Raccroché. Uranie mima un sourire. C'était prévisible. Avait-elle seulement réellement été amie avec Angelina, ou restait-elle ensemble seulement car elles étaient dans le même train et la même école ? Les derniers messages qu'elle avait échangé avec la fille qu'elle ne connaissait pas contaient une dispute dans laquelle celle-ci la traitait de «pauvre fille». Super. Elle était bien seule, visiblement.

Elle quitta le banc en y laissant son sac de vêtements. D'ici ce soir, elle serait de nouveau morte ; nul besoin de s'encombrer de choses inutiles. Ce futur n'avait rien de passionnant à lui offrir, alors autant griller toutes ses économies en mangeant n'importe quoi et en s'amusant un peu.
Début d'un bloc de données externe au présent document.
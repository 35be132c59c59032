use std::path::PathBuf;

use clap::{Parser, Subcommand};

/// Flood hazard index backtesting against historical disaster records.
#[derive(Parser)]
#[command(
    name = "hmhews",
    version,
    about = "Backtest a flood hazard index against DIBI disaster records"
)]
pub struct Cli {
    /// Increase verbosity (-v info, -vv debug, -vvv trace).
    #[arg(short, long, global = true, action = clap::ArgAction::Count)]
    pub verbose: u8,

    /// Subcommand to run.
    #[command(subcommand)]
    pub command: Command,
}

/// Available subcommands.
#[derive(Subcommand)]
pub enum Command {
    /// Score the hazard index at one threshold.
    Backtest(BacktestArgs),
    /// Score the hazard index over a list of thresholds.
    Sweep(SweepArgs),
    /// Link boundary regions to disaster-database regions and report coverage.
    Resolve(ResolveArgs),
}

/// Arguments for the `backtest` subcommand.
#[derive(clap::Args)]
pub struct BacktestArgs {
    /// Path to TOML configuration file.
    #[arg(short, long, default_value = "hmhews.toml")]
    pub config: PathBuf,

    /// Write the JSON report here instead of stdout.
    #[arg(short, long)]
    pub output: Option<PathBuf>,

    /// Override `[backtest].hazard_threshold`, on the configured scale.
    #[arg(short, long)]
    pub threshold: Option<f64>,
}

/// Arguments for the `sweep` subcommand.
#[derive(clap::Args)]
pub struct SweepArgs {
    /// Path to TOML configuration file.
    #[arg(short, long, default_value = "hmhews.toml")]
    pub config: PathBuf,

    /// Write the JSON report here instead of stdout.
    #[arg(short, long)]
    pub output: Option<PathBuf>,

    /// Thresholds on the configured scale; tenths of the scale when omitted.
    #[arg(long, value_delimiter = ',', num_args = 1..)]
    pub thresholds: Vec<f64>,
}

/// Arguments for the `resolve` subcommand.
#[derive(clap::Args)]
pub struct ResolveArgs {
    /// Path to TOML configuration file.
    #[arg(short, long, default_value = "hmhews.toml")]
    pub config: PathBuf,

    /// Write an override stub listing every unresolved region.
    #[arg(long)]
    pub template: Option<PathBuf>,

    /// Write the full identity table as JSON.
    #[arg(short, long)]
    pub output: Option<PathBuf>,
}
Il était déjà quinze heures lorsqu'elle quitta le premier fast-food qu'elle avait trouvé. Elle allait probablement retourner à la presque église à vingt deux-heures trente-trois, comme à chaque fois qu'elle faisait ce genre de rêve. Perdue dans ses pensées, elle traversa les rues en sirotant la fin de sa boisson. Et si elle se suicidait avant l'heure de sa mort, rentrerait-elle plus tôt ? Peut-être. Elle ne voulait pas essayer.

Sans vraiment savoir pourquoi, elle prit le premier train pour rentrer chez ses parents. C'était ridicule de perdre son temps à rentrer plutôt que s'amuser en ville, mais cela faisait tellement longtemps qu'elle n'avait pas simplement passé un après-midi chez elle à rien faire.